ROANOKE TIMES

                         Roanoke Times
                 Copyright (c) 1995, Landmark Communications, Inc.

DATE: SATURDAY, May 19, 1990                   TAG: 9005180247
SECTION: CURRENT                    PAGE: NRV5   EDITION: NEW RIVER VALLEY 
SOURCE: RAY COX SPORTSWRITER
DATELINE: FLOYD                                LENGTH: Medium


FLOYD'S LEMONS FEELS PRESSURE OF HER TITLES

She's not letting on, but Pam Lemons has a smidgen of nervousness just now.

The Floyd County High sprinter will defend her Group A Region C running crowns at VMI today. She is the regional and state 100- and 200-meter champion.

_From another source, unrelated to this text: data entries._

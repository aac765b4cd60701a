//! Dataset descriptor assembly.
//!
//! Pulls acquisition metadata out of the DIMAP header, resolves the band
//! files in the `.data` sidecar directory, extracts the footprint from one
//! band, and shapes everything into the fixed descriptor layout the
//! datacube indexer expects.
use chrono::NaiveDateTime;
use serde::Serialize;
use std::collections::BTreeMap;
use std::path::{Path, PathBuf};
use tracing::info;
use uuid::Uuid;

use crate::error::Result;
use crate::io::dimap::AbstractedMetadata;
use crate::io::geometry::{self, Corners, LonLat, Projection};
use crate::types::Polarization;

const PROCESSING_LEVEL: &str = "terrain";
const PRODUCT_TYPE: &str = "gamma0";
const PLATFORM_CODE: &str = "SENTINEL_1";
const INSTRUMENT_NAME: &str = "SAR";
const FORMAT_NAME: &str = "ENVI";
/// Nodata sentinel shared by both gamma0 bands
const BAND_NODATA: i64 = 0;

#[derive(Debug, Clone, Serialize)]
pub struct PlatformBlock {
    pub code: String,
}

#[derive(Debug, Clone, Serialize)]
pub struct InstrumentBlock {
    pub name: String,
}

/// Geographic footprint plus the acquisition time span
#[derive(Debug, Clone, Serialize)]
pub struct ExtentBlock {
    pub coord: Corners<LonLat>,
    pub from_dt: String,
    pub to_dt: String,
    pub center_dt: String,
}

#[derive(Debug, Clone, Serialize)]
pub struct FormatBlock {
    pub name: String,
}

#[derive(Debug, Clone, Serialize)]
pub struct GridSpatialBlock {
    pub projection: Projection,
}

/// One raster band: where it lives and what its nodata sentinel is
#[derive(Debug, Clone, Serialize)]
pub struct BandInfo {
    pub path: PathBuf,
    pub nodata: i64,
}

#[derive(Debug, Clone, Serialize)]
pub struct ImageBands {
    pub vh: BandInfo,
    pub vv: BandInfo,
}

#[derive(Debug, Clone, Serialize)]
pub struct ImageBlock {
    pub bands: ImageBands,
}

/// Provenance block linking the descriptor back to its source scene
#[derive(Debug, Clone, Serialize)]
pub struct LineageBlock {
    pub source_datasets: BTreeMap<String, String>,
    pub ga_label: String,
}

/// The full dataset descriptor, serialized as-is to the YAML sidecar
#[derive(Debug, Clone, Serialize)]
pub struct DatasetRecord {
    pub id: Uuid,
    pub processing_level: String,
    pub product_type: String,
    pub platform: PlatformBlock,
    pub instrument: InstrumentBlock,
    pub extent: ExtentBlock,
    pub format: FormatBlock,
    pub grid_spatial: GridSpatialBlock,
    pub image: ImageBlock,
    pub lineage: LineageBlock,
}

/// Render a timestamp the way the catalog expects
/// (`YYYY-MM-DD HH:MM:SS`, fractional seconds only when non-zero).
pub fn format_datetime(dt: &NaiveDateTime) -> String {
    dt.format("%Y-%m-%d %H:%M:%S%.f").to_string()
}

/// Midpoint of the acquisition interval.
pub fn center_time(start: NaiveDateTime, end: NaiveDateTime) -> NaiveDateTime {
    start + (end - start) / 2
}

/// Paths of the band rasters belonging to a `.dim` header, in fixed
/// vh-then-vv order, following the `<name>.data/Gamma0_<POL>.img` convention.
pub fn band_paths(header: &Path) -> Vec<PathBuf> {
    let data_dir = header.with_extension("data");
    Polarization::ALL
        .iter()
        .map(|pol| data_dir.join(pol.band_filename()))
        .collect()
}

/// Assemble the full descriptor for one scene, given its `.dim` header path.
///
/// Fails without side effects if the header is unreadable, the metadata
/// block or any required attribute is absent, a timestamp is unparseable,
/// or the reference band cannot be opened or lacks a spatial reference.
pub fn prepare_dataset<P: AsRef<Path>>(header: P) -> Result<DatasetRecord> {
    let header = header.as_ref();
    let meta = AbstractedMetadata::from_dim_header(header)?;
    info!("Scene {} acquired by {}", meta.scene_name, meta.platform);

    let bands = band_paths(header);

    // Bands are co-registered by the terrain correction step, so the first
    // one supplies the spatial bounds for the whole product
    let (projection, coord) = geometry::extract_geometry(&bands[0])?;

    let center = center_time(meta.first_line_time, meta.last_line_time);

    Ok(DatasetRecord {
        id: Uuid::new_v4(),
        processing_level: PROCESSING_LEVEL.to_string(),
        product_type: PRODUCT_TYPE.to_string(),
        // Fixed code regardless of the parsed MISSION; the descriptor schema
        // expects the catalog-level platform identifier, not the header value
        platform: PlatformBlock {
            code: PLATFORM_CODE.to_string(),
        },
        instrument: InstrumentBlock {
            name: INSTRUMENT_NAME.to_string(),
        },
        extent: ExtentBlock {
            coord,
            from_dt: format_datetime(&meta.first_line_time),
            to_dt: format_datetime(&meta.last_line_time),
            center_dt: format_datetime(&center),
        },
        format: FormatBlock {
            name: FORMAT_NAME.to_string(),
        },
        grid_spatial: GridSpatialBlock { projection },
        image: ImageBlock {
            bands: ImageBands {
                vh: BandInfo {
                    path: bands[0].clone(),
                    nodata: BAND_NODATA,
                },
                vv: BandInfo {
                    path: bands[1].clone(),
                    nodata: BAND_NODATA,
                },
            },
        },
        lineage: LineageBlock {
            source_datasets: BTreeMap::new(),
            ga_label: meta.scene_name,
        },
    })
}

As such, she has a reputation to uphold.

"I feel a little more pressure now, " she said. "Everybody knows me now. Because they know me, they want to beat me."

Attack from ambush is an option no longer open to her. Defending state champions like her have torched that crossing.

Yet she feels strangely at ease. The major anxiety attacks came before the All American Relays, a multi-team affair at Radford High at midseason. She won her events there, against some of the best competition from all classifications in this part of the state.

Looks nice on the resume, but such performances have little merit aside that accorded by doting grandparents and loving parents. Regional and state meets are another matter.

Lemons found that out when she went to her first state championship, as a slightly built but speedy freshman.

"I psyched myself out," she said. "I'd never seen that kind of competition before. . . . I didn't know what to do."

"Knowing what to do" means this: to run like a rabbit being pursued by a wolf.

She hasn't forgotten that trick since.

As a sophomore, she was a state runner-up in both the 100 and 200. As a junior, she was the champion in those events.

This season, no girl in any Timesland classification has been any swifter at the short distances. She crushed the opposition at the Mountain Empire District meet last week. Those poor young ladies might as well have been trying to outrun sunset.

Lemons will be favored at regionals today, which is expected of somebody with a 12.2 100 (an 11.9 earlier this year was erased by a thunderstorm) and a 25.4 200.

Come and get her.

Lemons has fast in her background. Mom Lois was always said to be the most athletic of eight children. Running, jumping, softball - Lois Lemons could do it all.

"She's real competitive, just like me," Pam said.

Mother and daughter used to race when Pam was a sixth- and seventh-grader. That just sealed in the lessons Pam learned earlier trying to keep up with big sister Paula.

"Paula is eight years older than me and when she used to run here at the high school, that's when I got into track. I used to come up here when she came to practice. I was just facinated watching them run. I'd run with them and think that was just the greatest."

An early start and native ability have served Pam Lemons well. By the halfway point of her senior year, she was the target of a recruiting war involving Maryland, Penn State and Virginia.

Maryland was an enthusiastic suitor. Lemons met a Penn State assistant coach at a wedding and he subsequently initiated a series of Nittany Lion overtures.

But she wanted to go to Virginia all along. She loved The Grounds, as campus is known in Charlottesville, and people were so nice.

And Virginia has that medical school. Fit right in with Lemons' plans to go into health care for children. She has particular interest in doctoring to premature babies. A background of work in a local doctor's office gave her a taste for the profession.

Virginia sounded like the perfect place.

Plus, Cavaliers recruiters told her she could specialize in her favorite, the 100. That's all she needed to hear.

"I like track because it allows me to express myself," she said. "People tell me that I'm quiet. I talk a lot, but I never really express myself. I can do that when I run."

In other words, when those slender legs are churning, we're getting close to the real Pam.

"I like the competition. I like the people. I like the sense of self-confidence it gives me.

"I like a challenge."

She certainly has found ways to meet one.